Gli aggressori di Arturo e la sfida del recupero

Chissà cosa deve essere passato nella mente dei tre minorenni quando hanno ascoltato la sentenza che li ha condannati a nove anni e tre mesi per la feroce aggressione ad Arturo. Così come vorremmo capire cosa avevano in testa quando lo hanno colpito con numerose coltellate alla gola e al torace, rischiando di ucciderlo. Dopo il verdetto alla baby-gang, che rappresenta un punto fermo di questa vicenda, comincia forse la fase più difficile, quella del recupero di questi minori.
Quello che è certo è che non avrà nessun effetto di deterrenza verso la gioventù marginale e deviata della città. Se altri ragazzini si aggregheranno per mettere paura o per compiere azioni violente nei confronti di altri, difficilmente si ricorderanno mai degli anni di pena inflitti dal tribunale dei minori di Napoli agli assalitori di Arturo.

Il malessere che prende i giovani violenti è qualcosa che non è indecifrabile. Ne abbiamo parlato tante volte sulle colonne di questo giornale. Nasce nel contesto familiare e ambientale e passa per il fallimento a scuola. Si tratta di ragazzi periferici, un po’ abbandonati e un po’ narcisisti in cerca di identità e riscatto, che per emergere e sentirsi “qualcuno” ostentano coltelli e aggressività fino a diventare cinici e spietati. Con un palcoscenico rappresentato dai social dove hanno il pubblico da cui farsi applaudire.  E sotto l’effetto di droghe che assicurano impeto e incoscienza.

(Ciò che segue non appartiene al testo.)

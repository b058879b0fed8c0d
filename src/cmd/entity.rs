//! Entity command - create, inspect and edit reporting entities

use crate::cmd::resolve_entity;
use clap::{Args, Subcommand};
use k2agg::config::Settings;
use k2agg::core::{check_data_warnings_with, money, AppState, EntityId, EntityStatus};
use tabled::{
    settings::{object::Rows, Alignment, Modify, Style},
    Table, Tabled,
};

#[derive(Args, Debug)]
pub struct EntityCommand {
    #[command(subcommand)]
    action: EntityAction,
}

#[derive(Subcommand, Debug)]
enum EntityAction {
    /// Create a new DRAFT entity
    Create {
        /// Display name (at least 2 characters)
        #[arg(short, long)]
        name: String,
        /// External tax identifier, e.g. an EIN
        #[arg(short, long)]
        identifier: String,
    },
    /// List entities in creation order
    List {
        /// Output as JSON instead of a table
        #[arg(long)]
        json: bool,
    },
    /// Show an entity's lines and country rows
    Show {
        /// Entity id or name
        entity: String,
        /// Output as JSON instead of tables
        #[arg(long)]
        json: bool,
    },
    /// Change name or identifier
    Rename {
        /// Entity id or name
        entity: String,
        #[arg(short, long)]
        name: Option<String>,
        #[arg(short, long)]
        identifier: Option<String>,
    },
    /// Delete an entity and all of its line data
    Delete {
        /// Entity id or name
        entity: String,
    },
    /// Mark an entity SUBMITTED so it is aggregated
    Submit {
        /// Entity id or name
        entity: String,
    },
    /// Return an entity to DRAFT
    Draft {
        /// Entity id or name
        entity: String,
    },
}

#[derive(Debug, Tabled)]
struct EntityRow {
    #[tabled(rename = "Name")]
    name: String,
    #[tabled(rename = "Identifier")]
    identifier: String,
    #[tabled(rename = "Status")]
    status: String,
    #[tabled(rename = "Lines")]
    lines: usize,
    #[tabled(rename = "Countries")]
    countries: usize,
    #[tabled(rename = "Updated")]
    updated: String,
    #[tabled(rename = "Id")]
    id: String,
}

#[derive(Debug, Tabled)]
struct CountryRow {
    #[tabled(rename = "#")]
    label: String,
    #[tabled(rename = "Country")]
    country: String,
    #[tabled(rename = "(a) U.S.")]
    a: String,
    #[tabled(rename = "(b)")]
    b: String,
    #[tabled(rename = "(c)")]
    c: String,
    #[tabled(rename = "(d)")]
    d: String,
    #[tabled(rename = "(e)")]
    e: String,
    #[tabled(rename = "Cat.")]
    e_category: String,
    #[tabled(rename = "(f)")]
    f: String,
    #[tabled(rename = "(g) Total")]
    g: String,
}

impl EntityCommand {
    pub fn exec(&self, settings: &Settings) -> anyhow::Result<()> {
        let mut session = settings.open_session();
        match &self.action {
            EntityAction::Create { name, identifier } => {
                let id = session.update(|s| s.create_entity(name, identifier))?;
                println!("Created entity {} ({})", name.trim(), id);
            }
            EntityAction::List { json } => {
                if *json {
                    let entities: Vec<_> = session.state().entities().entities().collect();
                    println!("{}", serde_json::to_string_pretty(&entities)?);
                } else {
                    print_list(session.state());
                }
            }
            EntityAction::Show { entity, json } => {
                let id = resolve_entity(session.state(), entity)?;
                if *json {
                    let book = session.state().entities();
                    let out = serde_json::json!({
                        "entity": book.entity(id),
                        "data": book.entity_data(id),
                    });
                    println!("{}", serde_json::to_string_pretty(&out)?);
                } else {
                    print_entity(session.state(), id, settings);
                }
            }
            EntityAction::Rename {
                entity,
                name,
                identifier,
            } => {
                let id = resolve_entity(session.state(), entity)?;
                let (current_name, current_identifier) = session
                    .state()
                    .entities()
                    .entity(id)
                    .map(|e| (e.name.clone(), e.identifier.clone()))
                    .unwrap_or_default();
                let name = name.clone().unwrap_or(current_name);
                let identifier = identifier.clone().unwrap_or(current_identifier);
                session.update(|s| s.update_entity(id, &name, &identifier))?;
                println!("Updated entity {}", id);
            }
            EntityAction::Delete { entity } => {
                let id = resolve_entity(session.state(), entity)?;
                session.update(|s| s.delete_entity(id));
                println!("Deleted entity {}", id);
            }
            EntityAction::Submit { entity } => {
                set_status(&mut session, entity, EntityStatus::Submitted)?;
            }
            EntityAction::Draft { entity } => {
                set_status(&mut session, entity, EntityStatus::Draft)?;
            }
        }
        Ok(())
    }
}

fn set_status(
    session: &mut k2agg::session::Session,
    entity: &str,
    status: EntityStatus,
) -> anyhow::Result<()> {
    let id = resolve_entity(session.state(), entity)?;
    session.update(|s| s.set_entity_status(id, status));
    println!("Entity {} is now {}", id, status);
    Ok(())
}

fn print_list(state: &AppState) {
    let book = state.entities();
    if book.is_empty() {
        println!("No entities. Create one with `k2agg entity create`.");
        return;
    }
    let rows: Vec<EntityRow> = book
        .entities()
        .map(|e| {
            let data = book.entity_data(e.id);
            EntityRow {
                name: e.name.clone(),
                identifier: e.identifier.clone(),
                status: e.status.to_string(),
                lines: data.map_or(0, |d| d.lines.len()),
                countries: data.map_or(0, |d| d.country_count()),
                updated: e.updated_at.format("%Y-%m-%d %H:%M").to_string(),
                id: e.id.to_string(),
            }
        })
        .collect();
    let table = Table::new(rows).with(Style::rounded()).to_string();
    println!("{}", table);
}

fn print_entity(state: &AppState, id: EntityId, settings: &Settings) {
    let book = state.entities();
    let Some(entity) = book.entity(id) else {
        return;
    };
    println!("{} ({})", entity.name, entity.identifier);
    println!("Status: {}   Id: {}", entity.status, entity.id);
    println!();

    let Some(data) = book.entity_data(id).filter(|d| d.has_data()) else {
        println!("No line data");
        return;
    };

    for (line_number, line) in &data.lines {
        println!("Line {}: {}", line_number, k2agg::core::line_description(*line_number));
        let rows: Vec<CountryRow> = line
            .entries
            .iter()
            .map(|entry| {
                let [a, b, c, d, e, f] = entry.columns.amounts().map(money::format_amount);
                CountryRow {
                    label: entry.sub_row_label.clone(),
                    country: entry.country.clone(),
                    a,
                    b,
                    c,
                    d,
                    e,
                    e_category: entry.columns.e_category().unwrap_or("").to_string(),
                    f,
                    g: money::format_amount(entry.columns.g()),
                }
            })
            .collect();
        let table = Table::new(rows)
            .with(Style::rounded())
            .with(Modify::new(Rows::new(1..)).with(Alignment::right()))
            .to_string();
        println!("{}", table);
        println!();
    }

    let warnings = check_data_warnings_with(data, &settings.scan_options());
    if !warnings.is_empty() {
        println!(
            "{} warning(s); run `k2agg validate {}` for details",
            warnings.len(),
            entity.name
        );
    }
}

Qualcuno ha definito troppo blanda la condanna, altri l’hanno considerata eccessiva. Ma al di là di un pronunciamento che appare ragionevole, il problema essenziale è come questi minori sconteranno gli   anni di carcere che gli stanno davanti. Lo ha detto la stessa Maria Luisa Iavarone, la mamma di Arturo: “riusciranno a capire veramente il male che hanno fatto? E sapranno cambiare comportamenti e modelli di riferimento una volta che saranno tornati in libertà?”  Qui il percorso appare tutto in salita. I tre non hanno mai mostrato un segno di pentimento, e durante questo anno sono apparsi spavaldi e privi della comprensione della gravità del gesto compiuto.

Tuttavia non bisogna mai rinunciare a sperare nel cambiamento delle persone. Per recuperare quei ragazzi c’è bisogno di una grande azione educativa e di un efficace programma di osservazione e trattamento penitenziario. Di sicuro non serve metterli in cella e buttare la chiave. Uscirebbero peggiori di come sono entrati. Ma piuttosto occorre disattivare quella chiave interiore che ha innescato tanta violenza.  Potrebbe essere interessante ad esempio metterli a confronto con persone deboli, come i senza fissa dimora o gli anziani. Ascoltando le loro storie e o facendo qualcosa di concreto, come preparargli i pasti, attività che fanno alcuni ragazzi di Nisida. Questo confronto oltre ad incuriosirli, potrebbe far emergere la loro debolezza, perché in fondo questi minori dietro l’arroganza nascondono un enorme vuoto e una grande fragilità.  Ricette non ne esistono. Ma bisogna provarle tutte, ascoltando e cominciando un serrato confronto.  E poi sarebbe bene avviarli a percorsi di formazione professionale, che possano appassionarli, responsabilizzarli e nello stesso tempo far intravedere qualche sbocco lavorativo.

La nuova riforma dell’ordinamento penitenziario, tra le poche innovazioni positive, introduce alcune misure di comunità per i minori, anche se di durata inferiore a quelle previste nell’impianto dell’ex ministro Orlando.

Se riscontriamo con favore il fatto che i minori debbano essere separati dai giovani adulti, cioè dai ragazzi che hanno meno di 25 anni e che hanno commesso il loro reato quando ne avevano meno di 18, bisogna segnalare la criticità che con il nuovo regolamento le celle possono ospitare fino a 4 reclusi invece dei 2 previsti fino ad oggi, con un evidente aggravio dei problemi di convivenza.

In ogni caso questi ragazzi vanno accompagnati nel loro percorso  rieducativo, con delle forti e autorevoli figure di riferimento che sostituiscano quei padri e quei maestri che non hanno avuto.

Qualcuno ha chiesto ad Arturo se avrebbe perdonato i suoi aggressori. Ma il perdonismo è qualcosa  che non ci convince e rimanda ai talk-show televisivi. E poi il perdono riguarda la sfera della propria coscienza e va in ogni caso chiesto,  prima di essere concesso.

Noi auspichiamo   che un domani si possa incontrare con qualcuno dei suoi assalitori, anche solo per caso, e una volta chiariti si possano salutare con una sincera stretta mano.